$$\notag \newcommand{\be}{\mathbf{e}} \newcommand{\bff}{\mathbf{f}} \newcommand{\br}{\mathbf{r}} \newcommand{\bw}{\mathbf{w}} \newcommand{\bx}{\mathbf{x}} \newcommand{\by}{\mathbf{y}} \newcommand{\g}{\,|\,} \newcommand{\pdd}[2]{\frac{\partial #1}{\partial #2}} \newcommand{\te}{\!=\!} $$

Regression and Gradients

We’ve seen how to fit non-linear functions using only least squares linear regression. From next week we will also see more useful things we can do just by manipulating Gaussian distributions. However, the material so far already raises questions that we can’t answer with just the tools we’ve reviewed so far.
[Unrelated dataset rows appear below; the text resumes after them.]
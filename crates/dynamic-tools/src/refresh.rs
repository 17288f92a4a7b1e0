use std::sync::Arc;

use futures_util::FutureExt;

use crate::compose::{step_handler, StepHandler};
use crate::error::{BoxError, ToolRefreshError, ToolRefreshResult};
use crate::notification::{NotificationGate, RefreshMessage, StepPrepareHook};
use crate::registry::ToolRegistry;
use crate::step::StepResult;
use crate::tool::{LlmToolSet, ToolSource};

pub type ShouldRefresh = Arc<dyn Fn(&StepResult) -> Result<bool, BoxError> + Send + Sync>;
pub type OnRefresh = Arc<dyn Fn(&[String]) -> Result<(), BoxError> + Send + Sync>;

/// Ready-made refresh predicates.
pub struct RefreshTrigger;

impl RefreshTrigger {
    pub fn always() -> ShouldRefresh {
        Arc::new(|_| Ok(true))
    }

    pub fn never() -> ShouldRefresh {
        Arc::new(|_| Ok(false))
    }

    /// Refresh after any step that called `tool_name`.
    pub fn tool_called(tool_name: impl Into<String>) -> ShouldRefresh {
        let tool_name = tool_name.into();
        Arc::new(move |step| Ok(step.called(&tool_name)))
    }

    pub fn any_tool_called<I, S>(tool_names: I) -> ShouldRefresh
    where
        I: IntoIterator<Item = S>,
        S: Into<String>,
    {
        let tool_names: Vec<String> = tool_names.into_iter().map(Into::into).collect();
        Arc::new(move |step| Ok(step.tool_names().any(|name| tool_names.iter().any(|t| t == name))))
    }
}

pub struct DynamicToolsOptions {
    pub tools: LlmToolSet,
    pub refresh_tools: Arc<dyn ToolSource>,
    pub should_refresh: ShouldRefresh,
    pub on_refresh: Option<OnRefresh>,
    pub refresh_message: Option<RefreshMessage>,
}

impl DynamicToolsOptions {
    pub fn new(
        tools: LlmToolSet,
        refresh_tools: impl ToolSource + 'static,
        should_refresh: ShouldRefresh,
    ) -> Self {
        Self {
            tools,
            refresh_tools: Arc::new(refresh_tools),
            should_refresh,
            on_refresh: None,
            refresh_message: None,
        }
    }

    /// Replaces the predicate given to [`DynamicToolsOptions::new`].
    pub fn should_refresh(
        mut self,
        predicate: impl Fn(&StepResult) -> bool + Send + Sync + 'static,
    ) -> Self {
        self.should_refresh = Arc::new(move |step| Ok(predicate(step)));
        self
    }

    pub fn try_should_refresh(
        mut self,
        predicate: impl Fn(&StepResult) -> Result<bool, BoxError> + Send + Sync + 'static,
    ) -> Self {
        self.should_refresh = Arc::new(predicate);
        self
    }

    pub fn refresh_trigger(mut self, trigger: ShouldRefresh) -> Self {
        self.should_refresh = trigger;
        self
    }

    pub fn on_refresh(mut self, observer: impl Fn(&[String]) + Send + Sync + 'static) -> Self {
        self.on_refresh = Some(Arc::new(move |names| {
            observer(names);
            Ok(())
        }));
        self
    }

    pub fn try_on_refresh(
        mut self,
        observer: impl Fn(&[String]) -> Result<(), BoxError> + Send + Sync + 'static,
    ) -> Self {
        self.on_refresh = Some(Arc::new(observer));
        self
    }

    pub fn refresh_message(mut self, message: RefreshMessage) -> Self {
        self.refresh_message = Some(message);
        self
    }
}

/// Handles returned by [`setup`].
pub struct DynamicTools {
    /// Pass a clone of this to the generation loop as its tools.
    pub registry: ToolRegistry,
    pub on_step_complete: StepCompleteHook,
    /// Present only when a refresh message was configured.
    pub on_step_prepare: Option<StepPrepareHook>,
}

pub fn setup(options: DynamicToolsOptions) -> DynamicTools {
    let registry = ToolRegistry::new(&options.tools);
    let gate = options
        .refresh_message
        .as_ref()
        .map(|_| NotificationGate::new());
    let on_step_prepare = gate.clone().map(StepPrepareHook::new);
    let on_step_complete = StepCompleteHook {
        inner: Arc::new(RefreshController {
            registry: registry.clone(),
            refresh_tools: options.refresh_tools,
            should_refresh: options.should_refresh,
            on_refresh: options.on_refresh,
            notification: options.refresh_message.zip(gate),
        }),
    };
    DynamicTools {
        registry,
        on_step_complete,
        on_step_prepare,
    }
}

struct RefreshController {
    registry: ToolRegistry,
    refresh_tools: Arc<dyn ToolSource>,
    should_refresh: ShouldRefresh,
    on_refresh: Option<OnRefresh>,
    notification: Option<(RefreshMessage, NotificationGate)>,
}

/// Step-completion hook that swaps in fresh tools when the predicate fires.
#[derive(Clone)]
pub struct StepCompleteHook {
    inner: Arc<RefreshController>,
}

impl StepCompleteHook {
    pub async fn call(&self, step: &StepResult) -> ToolRefreshResult<()> {
        let controller = &self.inner;
        if !(controller.should_refresh)(step).map_err(ToolRefreshError::Predicate)? {
            tracing::debug!(tool_calls = step.tool_calls.len(), "skipping tool refresh");
            return Ok(());
        }

        tracing::debug!("refreshing tools");
        let replacement = controller.refresh_tools.fetch().await.map_err(|error| {
            tracing::warn!("tool refresh fetch failed: {error}");
            ToolRefreshError::Fetch(error)
        })?;

        let names = controller.registry.replace_all(replacement);
        tracing::info!(tool_count = names.len(), "tools refreshed");

        if let Some(on_refresh) = &controller.on_refresh {
            on_refresh(&names).map_err(|error| {
                tracing::warn!("tool refresh observer failed: {error}");
                ToolRefreshError::Observer(error)
            })?;
        }

        if let Some((message, gate)) = &controller.notification {
            gate.arm(message.render(&names));
            tracing::debug!("tool refresh notification armed");
        }
        Ok(())
    }

    /// The hook as a composable step handler.
    pub fn into_handler(self) -> StepHandler {
        step_handler(move |step| {
            let hook = self.clone();
            async move { hook.call(step).await }.boxed()
        })
    }
}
To answer these questions, we’ll need to fit non-linear optimization problems. These won’t have closed-form solutions, and so we will have to approach them numerically. Many, but not all, optimization problems are solved by gradient-based methods, which we begin to look at in this note.

We start by looking at how linear least squares regression can be solved with gradient-based methods, so we can generalize it to other cases. In the next note we’ll then fit a better regression model for classification: logistic regression.
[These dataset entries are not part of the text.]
use anyhow::Result;
use roundtrace_engine::summary_payload;

use super::{emit, load_session, require_round};
use crate::args::LogArgs;
use crate::context::ExecutionContext;

pub fn handle(log: &LogArgs, round: usize, ctx: &ExecutionContext) -> Result<()> {
    let reconstruction = load_session(log)?;
    let round = require_round(&reconstruction.session, round)?;

    let payload = summary_payload(round);
    emit(ctx, &payload, |payload, _| payload.transcript.clone())
}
1 Gradients for linear least squares regression

We can create a vector of residuals (differences between observed values and function values) for a linear regression model as follows: \[ \br = \by - X\bw. \] And previously we noticed that NumPy knows how to minimize the sum of the square residuals: \[\begin{align} \br^\top\br &= (\by - X\bw)^\top(\by - X\bw)\\ &= \by^\top\by - 2\bw^\top X^\top\by + \bw^\top X^\top X \bw. \end{align}\] We’ll now minimize this cost function using calculus.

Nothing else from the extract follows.